[[ EXTRACTED DATA open ]]

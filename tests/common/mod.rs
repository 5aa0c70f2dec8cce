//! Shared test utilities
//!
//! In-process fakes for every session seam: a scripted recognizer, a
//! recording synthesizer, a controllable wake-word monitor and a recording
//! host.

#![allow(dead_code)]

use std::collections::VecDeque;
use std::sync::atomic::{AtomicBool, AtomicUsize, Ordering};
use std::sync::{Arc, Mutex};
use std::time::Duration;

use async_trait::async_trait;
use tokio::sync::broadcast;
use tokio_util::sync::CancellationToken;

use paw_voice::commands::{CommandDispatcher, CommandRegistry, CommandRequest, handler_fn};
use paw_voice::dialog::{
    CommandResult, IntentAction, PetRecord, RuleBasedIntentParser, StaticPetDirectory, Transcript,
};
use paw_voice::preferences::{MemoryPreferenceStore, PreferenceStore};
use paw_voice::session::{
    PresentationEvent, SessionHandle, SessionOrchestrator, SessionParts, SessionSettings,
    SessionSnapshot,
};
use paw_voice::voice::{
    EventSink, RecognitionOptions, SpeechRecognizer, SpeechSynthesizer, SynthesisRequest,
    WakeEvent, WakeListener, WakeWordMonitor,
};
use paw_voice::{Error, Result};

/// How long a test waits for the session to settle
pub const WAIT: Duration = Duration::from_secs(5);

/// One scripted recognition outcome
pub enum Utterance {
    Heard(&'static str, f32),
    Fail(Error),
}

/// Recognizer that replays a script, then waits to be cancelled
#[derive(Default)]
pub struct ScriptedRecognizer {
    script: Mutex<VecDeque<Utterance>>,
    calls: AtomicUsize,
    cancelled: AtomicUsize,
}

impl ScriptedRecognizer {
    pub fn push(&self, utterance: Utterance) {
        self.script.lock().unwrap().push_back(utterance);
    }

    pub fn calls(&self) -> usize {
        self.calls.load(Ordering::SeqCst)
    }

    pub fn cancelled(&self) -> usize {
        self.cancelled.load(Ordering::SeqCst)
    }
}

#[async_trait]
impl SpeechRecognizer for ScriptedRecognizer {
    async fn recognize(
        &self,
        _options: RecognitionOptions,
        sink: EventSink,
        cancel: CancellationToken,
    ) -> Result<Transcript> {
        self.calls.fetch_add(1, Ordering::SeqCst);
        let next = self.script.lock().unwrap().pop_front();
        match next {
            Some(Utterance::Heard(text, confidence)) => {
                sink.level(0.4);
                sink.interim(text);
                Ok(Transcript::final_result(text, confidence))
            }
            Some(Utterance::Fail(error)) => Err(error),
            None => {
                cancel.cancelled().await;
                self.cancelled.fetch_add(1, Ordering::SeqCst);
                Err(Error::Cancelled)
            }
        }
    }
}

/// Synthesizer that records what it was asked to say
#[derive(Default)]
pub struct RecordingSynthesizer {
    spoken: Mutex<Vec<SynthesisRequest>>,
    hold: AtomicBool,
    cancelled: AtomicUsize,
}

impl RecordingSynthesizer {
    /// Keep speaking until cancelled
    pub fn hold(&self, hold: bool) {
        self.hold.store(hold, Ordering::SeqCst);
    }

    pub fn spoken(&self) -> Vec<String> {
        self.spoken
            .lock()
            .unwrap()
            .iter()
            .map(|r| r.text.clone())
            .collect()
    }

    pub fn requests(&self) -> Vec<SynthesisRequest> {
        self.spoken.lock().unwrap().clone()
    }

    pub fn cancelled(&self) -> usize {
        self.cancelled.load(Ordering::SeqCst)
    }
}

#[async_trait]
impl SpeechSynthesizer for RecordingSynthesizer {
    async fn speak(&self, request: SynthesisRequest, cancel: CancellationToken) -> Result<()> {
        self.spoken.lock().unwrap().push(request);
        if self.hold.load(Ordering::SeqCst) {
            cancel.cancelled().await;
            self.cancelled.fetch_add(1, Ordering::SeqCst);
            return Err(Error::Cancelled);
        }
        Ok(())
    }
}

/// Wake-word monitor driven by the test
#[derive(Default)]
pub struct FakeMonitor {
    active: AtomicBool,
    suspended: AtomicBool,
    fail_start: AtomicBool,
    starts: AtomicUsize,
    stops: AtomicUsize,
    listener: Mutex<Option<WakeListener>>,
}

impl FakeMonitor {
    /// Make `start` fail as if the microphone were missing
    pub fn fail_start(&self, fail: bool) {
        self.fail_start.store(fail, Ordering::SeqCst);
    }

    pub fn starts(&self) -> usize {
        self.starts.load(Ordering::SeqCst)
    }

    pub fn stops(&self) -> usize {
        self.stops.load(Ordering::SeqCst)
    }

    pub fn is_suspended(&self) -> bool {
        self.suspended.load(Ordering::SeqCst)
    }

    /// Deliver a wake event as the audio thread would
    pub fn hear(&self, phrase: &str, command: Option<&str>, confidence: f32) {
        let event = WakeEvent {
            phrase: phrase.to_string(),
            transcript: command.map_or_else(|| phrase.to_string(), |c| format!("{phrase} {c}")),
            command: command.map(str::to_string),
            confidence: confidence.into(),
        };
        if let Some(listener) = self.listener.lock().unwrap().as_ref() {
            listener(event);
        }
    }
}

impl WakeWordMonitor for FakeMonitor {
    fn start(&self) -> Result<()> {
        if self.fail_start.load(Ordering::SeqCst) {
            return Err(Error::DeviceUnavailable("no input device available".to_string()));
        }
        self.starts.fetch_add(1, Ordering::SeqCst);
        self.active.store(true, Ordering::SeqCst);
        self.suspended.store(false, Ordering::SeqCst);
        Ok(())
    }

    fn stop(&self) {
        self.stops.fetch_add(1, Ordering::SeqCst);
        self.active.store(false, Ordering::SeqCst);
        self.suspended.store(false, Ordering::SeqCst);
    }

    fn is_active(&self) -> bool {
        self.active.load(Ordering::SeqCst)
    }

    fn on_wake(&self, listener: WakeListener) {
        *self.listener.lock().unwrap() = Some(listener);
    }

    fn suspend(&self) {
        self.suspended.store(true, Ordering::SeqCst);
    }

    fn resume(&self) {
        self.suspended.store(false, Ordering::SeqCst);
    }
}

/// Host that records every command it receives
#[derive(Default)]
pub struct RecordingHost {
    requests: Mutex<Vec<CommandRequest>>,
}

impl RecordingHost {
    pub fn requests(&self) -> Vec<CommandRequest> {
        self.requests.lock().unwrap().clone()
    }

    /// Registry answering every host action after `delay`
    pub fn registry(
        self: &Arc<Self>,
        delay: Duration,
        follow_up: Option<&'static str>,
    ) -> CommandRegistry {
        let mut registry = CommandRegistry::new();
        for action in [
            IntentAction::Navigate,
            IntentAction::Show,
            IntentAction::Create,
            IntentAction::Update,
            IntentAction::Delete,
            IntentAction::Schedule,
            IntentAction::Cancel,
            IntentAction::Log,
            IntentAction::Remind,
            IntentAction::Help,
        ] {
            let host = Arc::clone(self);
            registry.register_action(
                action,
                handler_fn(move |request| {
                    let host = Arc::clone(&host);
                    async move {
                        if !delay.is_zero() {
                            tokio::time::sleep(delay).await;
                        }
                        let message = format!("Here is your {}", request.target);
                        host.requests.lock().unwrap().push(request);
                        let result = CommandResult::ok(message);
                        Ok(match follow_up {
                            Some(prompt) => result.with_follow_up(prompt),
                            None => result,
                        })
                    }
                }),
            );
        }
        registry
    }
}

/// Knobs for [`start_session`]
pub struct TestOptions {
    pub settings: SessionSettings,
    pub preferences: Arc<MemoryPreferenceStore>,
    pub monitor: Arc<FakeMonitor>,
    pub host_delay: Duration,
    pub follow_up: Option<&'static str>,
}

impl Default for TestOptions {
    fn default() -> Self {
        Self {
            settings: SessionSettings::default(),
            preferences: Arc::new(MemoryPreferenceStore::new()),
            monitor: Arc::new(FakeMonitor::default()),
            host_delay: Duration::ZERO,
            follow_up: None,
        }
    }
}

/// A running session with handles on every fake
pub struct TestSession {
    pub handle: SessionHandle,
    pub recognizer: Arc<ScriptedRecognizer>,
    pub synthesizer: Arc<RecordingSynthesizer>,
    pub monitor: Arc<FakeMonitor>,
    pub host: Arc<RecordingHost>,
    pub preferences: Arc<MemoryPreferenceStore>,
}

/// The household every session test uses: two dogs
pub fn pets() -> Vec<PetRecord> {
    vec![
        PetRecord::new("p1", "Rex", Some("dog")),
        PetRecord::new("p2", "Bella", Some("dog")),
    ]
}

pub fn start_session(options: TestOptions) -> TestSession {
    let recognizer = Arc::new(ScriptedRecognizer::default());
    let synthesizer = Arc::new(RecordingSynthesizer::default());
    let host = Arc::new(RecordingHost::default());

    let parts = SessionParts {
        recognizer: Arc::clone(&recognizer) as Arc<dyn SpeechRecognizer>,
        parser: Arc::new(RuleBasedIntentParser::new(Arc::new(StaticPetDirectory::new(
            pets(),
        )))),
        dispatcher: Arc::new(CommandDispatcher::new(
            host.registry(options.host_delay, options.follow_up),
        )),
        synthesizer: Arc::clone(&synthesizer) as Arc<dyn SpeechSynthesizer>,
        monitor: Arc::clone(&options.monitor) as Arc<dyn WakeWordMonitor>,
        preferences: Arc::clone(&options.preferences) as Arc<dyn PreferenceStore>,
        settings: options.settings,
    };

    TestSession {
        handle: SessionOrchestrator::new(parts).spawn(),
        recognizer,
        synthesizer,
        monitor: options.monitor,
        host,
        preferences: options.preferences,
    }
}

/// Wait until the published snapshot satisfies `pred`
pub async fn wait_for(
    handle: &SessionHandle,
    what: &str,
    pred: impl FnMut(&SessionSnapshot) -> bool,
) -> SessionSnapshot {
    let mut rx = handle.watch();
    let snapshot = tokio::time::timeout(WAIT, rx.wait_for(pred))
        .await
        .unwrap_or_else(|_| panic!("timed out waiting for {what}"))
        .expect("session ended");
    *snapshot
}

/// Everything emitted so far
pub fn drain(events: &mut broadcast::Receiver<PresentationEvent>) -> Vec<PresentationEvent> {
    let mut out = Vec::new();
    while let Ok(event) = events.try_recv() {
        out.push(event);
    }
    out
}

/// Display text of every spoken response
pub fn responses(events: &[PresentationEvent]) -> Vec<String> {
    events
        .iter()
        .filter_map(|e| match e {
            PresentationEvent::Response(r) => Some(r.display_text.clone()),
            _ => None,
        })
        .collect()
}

[[ EXTRACTED DATA closed ]]

■ **WORK REQUIRED**: Using the listing above, copy exactly the line that contains "let host = Arc::new(RecordingHost::default());", the line that contains "let mut out = Vec::new();", and each line that falls between them.

■ **EXERCISE RESPONSE**:
    let host = Arc::new(RecordingHost::default());

    let parts = SessionParts {
        recognizer: Arc::clone(&recognizer) as Arc<dyn SpeechRecognizer>,
        parser: Arc::new(RuleBasedIntentParser::new(Arc::new(StaticPetDirectory::new(
            pets(),
        )))),
        dispatcher: Arc::new(CommandDispatcher::new(
            host.registry(options.host_delay, options.follow_up),
        )),
        synthesizer: Arc::clone(&synthesizer) as Arc<dyn SpeechSynthesizer>,
        monitor: Arc::clone(&options.monitor) as Arc<dyn WakeWordMonitor>,
        preferences: Arc::clone(&options.preferences) as Arc<dyn PreferenceStore>,
        settings: options.settings,
    };

    TestSession {
        handle: SessionOrchestrator::new(parts).spawn(),
        recognizer,
        synthesizer,
        monitor: options.monitor,
        host,
        preferences: options.preferences,
    }
}

/// Wait until the published snapshot satisfies `pred`
pub async fn wait_for(
    handle: &SessionHandle,
    what: &str,
    pred: impl FnMut(&SessionSnapshot) -> bool,
) -> SessionSnapshot {
    let mut rx = handle.watch();
    let snapshot = tokio::time::timeout(WAIT, rx.wait_for(pred))
        .await
        .unwrap_or_else(|_| panic!("timed out waiting for {what}"))
        .expect("session ended");
    *snapshot
}

/// Everything emitted so far
pub fn drain(events: &mut broadcast::Receiver<PresentationEvent>) -> Vec<PresentationEvent> {
    let mut out = Vec::new();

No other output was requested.